Em ano de comemorações do Centenário da República Portuguesa, ganha oportunidade uma reflexão, neste espaço, dedicada à caracterização da realidade e da evolução da economia do nosso País no tempo da I República.
Instaurada sob o signo de uma crise persistente e multifacetada, a I República constitui um período genericamente caracterizado por uma evolução económica desequilibrada, irregular e níveis modestos de crescimento.
Tendência que se alterou no final do período, sendo de registar sinais de crescimento significativo, sobretudo a partir de 1923, definindo uma conjuntura que registou um relativo reequilíbrio da situação financeira do País, e conheceu a presença ou surgimento de um conjunto de actividades económicas bem sucedidas, em particular industriais, que tenderiam a afirmar-se nos anos seguintes.

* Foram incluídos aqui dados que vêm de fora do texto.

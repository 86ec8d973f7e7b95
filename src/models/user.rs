//! User model.

use chrono::{DateTime, Utc};
use serde::{Deserialize, Serialize};

use crate::validator::{is_email, Validator};

/// A registered account. The password is only ever held as a PHC hash.
#[derive(Debug, Clone, PartialEq, Eq, Serialize)]
pub struct User {
    pub id: i64,
    pub created_at: DateTime<Utc>,
    pub name: String,
    pub email: String,
    #[serde(skip)]
    pub password_hash: String,
    pub activated: bool,
    #[serde(skip)]
    pub version: i64,
}

impl User {
    pub fn validate(&self, v: &mut Validator) {
        v.check(!self.name.is_empty(), "name", "must be provided");
        v.check(
            self.name.len() <= 500,
            "name",
            "must not be more than 500 bytes long",
        );
        validate_email(v, &self.email);
    }
}

pub fn validate_email(v: &mut Validator, email: &str) {
    v.check(!email.is_empty(), "email", "must be provided");
    v.check(is_email(email), "email", "must be a valid email address");
}

pub fn validate_password_plaintext(v: &mut Validator, password: &str) {
    v.check(!password.is_empty(), "password", "must be provided");
    v.check(
        password.len() >= 8,
        "password",
        "must be at least 8 bytes long",
    );
    v.check(
        password.len() <= 72,
        "password",
        "must not be more than 72 bytes long",
    );
}

/// Request body for `POST /v1/users`.
#[derive(Deserialize)]
#[serde(deny_unknown_fields)]
pub struct RegisterUserRequest {
    #[serde(default)]
    pub name: String,
    #[serde(default)]
    pub email: String,
    #[serde(default)]
    pub password: String,
}

/// Request body for `POST /v1/tokens/authentication`.
#[derive(Deserialize)]
#[serde(deny_unknown_fields)]
pub struct CredentialsRequest {
    #[serde(default)]
    pub email: String,
    #[serde(default)]
    pub password: String,
}

/// Request body for `PUT /v1/users/activated`.
#[derive(Deserialize)]
#[serde(deny_unknown_fields)]
pub struct ActivateUserRequest {
    #[serde(default)]
    pub token: String,
}

/// Named capability codes granted to users.
pub mod permissions {
    pub const QUOTES_READ: &str = "quotes:read";
    pub const QUOTES_WRITE: &str = "quotes:write";
    pub const SCHOOLS_READ: &str = "schools:read";
    pub const SCHOOLS_WRITE: &str = "schools:write";

    pub const ALL: &[&str] = &[QUOTES_READ, QUOTES_WRITE, SCHOOLS_READ, SCHOOLS_WRITE];

    /// Granted to every newly registered user.
    pub const DEFAULT: &[&str] = &[QUOTES_READ, SCHOOLS_READ];
}
//! Permission access object.

use sqlx::{Row, SqliteConnection, SqlitePool};

use super::{bounded, DbError};

/// Permission codes held by one user.
#[derive(Debug, Clone, Default, PartialEq, Eq)]
pub struct Permissions(Vec<String>);

impl Permissions {
    /// Exact membership; there are no wildcards or hierarchies.
    pub fn include(&self, code: &str) -> bool {
        self.0.iter().any(|c| c == code)
    }
}

impl From<Vec<String>> for Permissions {
    fn from(codes: Vec<String>) -> Self {
        Self(codes)
    }
}

#[derive(Clone)]
pub struct PermissionStore {
    pool: SqlitePool,
}

impl PermissionStore {
    pub fn new(pool: SqlitePool) -> Self {
        Self { pool }
    }

    pub async fn get_all_for_user(&self, user_id: i64) -> Result<Permissions, DbError> {
        let rows = bounded(async {
            sqlx::query(
                r#"SELECT permissions.code
                   FROM permissions
                   INNER JOIN users_permissions ON users_permissions.permission_id = permissions.id
                   WHERE users_permissions.user_id = ?
                   ORDER BY permissions.code"#,
            )
            .bind(user_id)
            .fetch_all(&self.pool)
            .await
            .map_err(DbError::from)
        })
        .await?;

        Ok(Permissions(rows.iter().map(|r| r.get("code")).collect()))
    }
}

/// Grant `codes` to a user. Unknown codes are ignored and codes already
/// held are left as they are.
pub(crate) async fn grant(
    conn: &mut SqliteConnection,
    user_id: i64,
    codes: &[&str],
) -> Result<(), sqlx::Error> {
    for code in codes {
        sqlx::query(
            r#"INSERT OR IGNORE INTO users_permissions (user_id, permission_id)
               SELECT ?, id FROM permissions WHERE code = ?"#,
        )
        .bind(user_id)
        .bind(code)
        .execute(&mut *conn)
        .await?;
    }
    Ok(())
}

#[cfg(test)]
mod tests {
    use super::*;

    #[test]
    fn test_permission_membership_is_exact() {
        let perms = Permissions::from(vec!["quotes:read".to_string()]);
        assert!(perms.include("quotes:read"));
        assert!(!perms.include("quotes:write"));
        assert!(!perms.include("quotes:*"));
        assert!(!perms.include("quotes"));
    }
}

De referir, para o conjunto da I República, a instabilidade política, económica e social que marcou a realidade portuguesa e o enquadramento internacional, caracterizado por sucessivas e profundas perturbações, registadas em vários espaços e ao nível geral, que tiveram impactos evidentes, embora variáveis em termos de natureza e intensidade, na economia portuguesa. Situação em que se destaca, pela dimensão da ruptura à escala planetária, pelo carácter e durabilidade dos seus efeitos e pelo envolvimento directo de Portugal, a I Guerra Mundial.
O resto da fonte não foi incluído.